Attentats en Europe : qui est à l’origine ? En Europe, les actes terroristes islamistes sont rares nous rappelle Europol. Quelles sont les formes de criminalités dominantes en Europe ? Des leçons pour l’UE ?

Depuis 2006, ils représentent seulement 0,4% des actes de terrorisme très loin derrière les actions des groupes séparatistes.   Quelques heures après le massacre d’Oslo alors que  l’incertitude était encore totale sur les raisons de ces attaques et leurs origines, deux pistes ont immédiatement été privilégiées par les médias: l’extrême-droite, un peu, mais surtout l’origine islamique. Le nombre de victimes ou l’attentat à la voiture piégée pouvaient rappeler effectivement le 11 mars 2004 à Madrid ou le 7 juillet 2005 à Londres. Le fait qu’ils aient été érigés depuis dix ans comme l’ennemi par excellence joue évidemment.  La piste islamique s’est effondrée rapidement et si l’on regarde depuis cinq ans, statistiquement, les actes terroristes islamiques sont de fait plutôt rares.

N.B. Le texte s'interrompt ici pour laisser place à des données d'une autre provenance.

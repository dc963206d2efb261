// Audio side effects of the game: unlocking the browser's audio output on the
// first user gesture, and the short "pop" cue played for every burst.
// Audio is best-effort. Nothing here may interrupt the simulation.

use log::{debug, warn};
use wasm_bindgen::closure::Closure;
use wasm_bindgen::JsValue;
use web_sys::{AudioContext, AudioContextState, HtmlAudioElement, HtmlMediaElement};

pub trait AudioOutput {
    // Resume the output context if the browser suspended it. Idempotent.
    fn ensure_running(&mut self);
    fn is_loaded(&self) -> bool;
    fn stop(&mut self);
    fn play(&mut self);
}

// Restarts the cue instead of stacking overlapping copies
pub fn cue_pop<A: AudioOutput + ?Sized>(audio: &mut A) {
    if audio.is_loaded() {
        audio.stop();
        audio.play();
    }
}

/// Silent output, used when the browser gives us nothing to play through.
#[derive(Debug, Default, Clone, Copy)]
pub struct NoAudio;

impl AudioOutput for NoAudio {
    fn ensure_running(&mut self) {}

    fn is_loaded(&self) -> bool {
        false
    }

    fn stop(&mut self) {}

    fn play(&mut self) {}
}

/// Browser audio: a preloaded `<audio>` element holding the pop sound, played
/// through an `AudioContext` that needs resuming after a user gesture.
pub struct WebAudio {
    context: Option<AudioContext>,
    sound: Option<HtmlAudioElement>,
    // Swallows rejected play() promises, e.g. when the next pop interrupts this one
    on_play_rejected: Closure<dyn FnMut(JsValue)>,
}

impl WebAudio {
    pub fn new(sound_url: &str, volume: f64) -> WebAudio {
        let context = match AudioContext::new() {
            Ok(context) => Some(context),
            Err(err) => {
                warn!("audio context unavailable: {:?}", err);
                None
            }
        };
        let sound = match HtmlAudioElement::new_with_src(sound_url) {
            Ok(sound) => {
                sound.set_preload("auto");
                sound.set_volume(volume);
                Some(sound)
            }
            Err(err) => {
                warn!("failed to create audio element for {}: {:?}", sound_url, err);
                None
            }
        };
        if let (Some(context), Some(sound)) = (&context, &sound) {
            route_through(context, sound);
        }
        let on_play_rejected = Closure::wrap(Box::new(|err: JsValue| {
            debug!("pop sound playback rejected: {:?}", err);
        }) as Box<dyn FnMut(JsValue)>);
        WebAudio {
            context,
            sound,
            on_play_rejected,
        }
    }
}

// Plays the element through the context so that resuming the context is what
// makes it audible. On failure the element keeps playing on its own.
fn route_through(context: &AudioContext, sound: &HtmlAudioElement) {
    let routed = context
        .create_media_element_source(sound)
        .and_then(|source| source.connect_with_audio_node(&context.destination()));
    if let Err(err) = routed {
        warn!("pop sound not routed through audio context: {:?}", err);
    }
}

impl AudioOutput for WebAudio {
    fn ensure_running(&mut self) {
        if let Some(context) = &self.context {
            if context.state() != AudioContextState::Running {
                if let Err(err) = context.resume() {
                    warn!("failed to resume audio context: {:?}", err);
                }
            }
        }
    }

    fn is_loaded(&self) -> bool {
        self.sound
            .as_ref()
            .map(|sound| sound.ready_state() >= HtmlMediaElement::HAVE_ENOUGH_DATA)
            .unwrap_or(false)
    }

    fn stop(&mut self) {
        if let Some(sound) = &self.sound {
            if let Err(err) = sound.pause() {
                warn!("failed to pause pop sound: {:?}", err);
            }
            sound.set_current_time(0.0);
        }
    }

    fn play(&mut self) {
        if let Some(sound) = &self.sound {
            // Fire-and-forget: only a rejection handler is attached
            match sound.play() {
                Ok(promise) => {
                    let _ = promise.catch(&self.on_play_rejected);
                }
                Err(err) => warn!("failed to play pop sound: {:?}", err),
            }
        }
    }
}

L’Agence de coopération policière de l’Union européenne, Europol, ( Nea Say a déjà rendu compte de son rapport)classifie ainsi chaque année les attentats (réussis, déjoués ou échoués) des années précédente en fonction du groupe les commettant: islamiste donc mais aussi séparatiste, extrême-gauche, droite, et divers. Si l’on fait la somme des chiffres de ces cinq dernières années, ce sont les séparatistes qui ont été le plus souvent impliqués dans des entreprises d’attentats, très loin devant les autres. Sur 2056, ils en ont commis 1750, soit 85%. En comparaison les actes d’islamistes ou de l’extrême droite sont négligeables, avec respectivement 9 et 6, soit 0,4 et 0,3%.

Dans son rapport pour l’année 2010 publiée au printemps 2011, Europol note que les actes des séparatistes sont en augmentation en France et au Royaume-Uni et en baisse en Espagne. Les attaques de l’extrême gauche sont, elles, en augmentation dans les pays du sud, notamment, sans surprise, la Grèce. Europol note la «montée de l’utilisation de la violence» pour ces groupes.

Au contraire, pour l’année 2010, Europol remarquait que les «Etats membres n’ont pas été confrontés à des actes de terrorisme majeurs» de la part de l’extrême-droite. Toutefois, elle s’inquiète de leur activisme sur les réseaux sociaux et de leur capacité de propagande qui pourrait faire prendre à ces groupes de l’importance dans les prochaines années et menacer les Etats membres.

Pour les actes islamistes, Europol estime qu’ils doivent être remis dans un contexte mondial. En 2010, «un nombre relativement élevé de personnes» (89) ont été arrêtées, «pas seulement parce qu’elles préparaient des attaques, mais aussi pour des actions de propagande ou de recrutement», parfois en lien avec des filières d’immigration clandestine. L’embrigadement est une crainte pour Europol qui s’inquiète des jeunes qui quittent l’U.E. pour aller au jihad.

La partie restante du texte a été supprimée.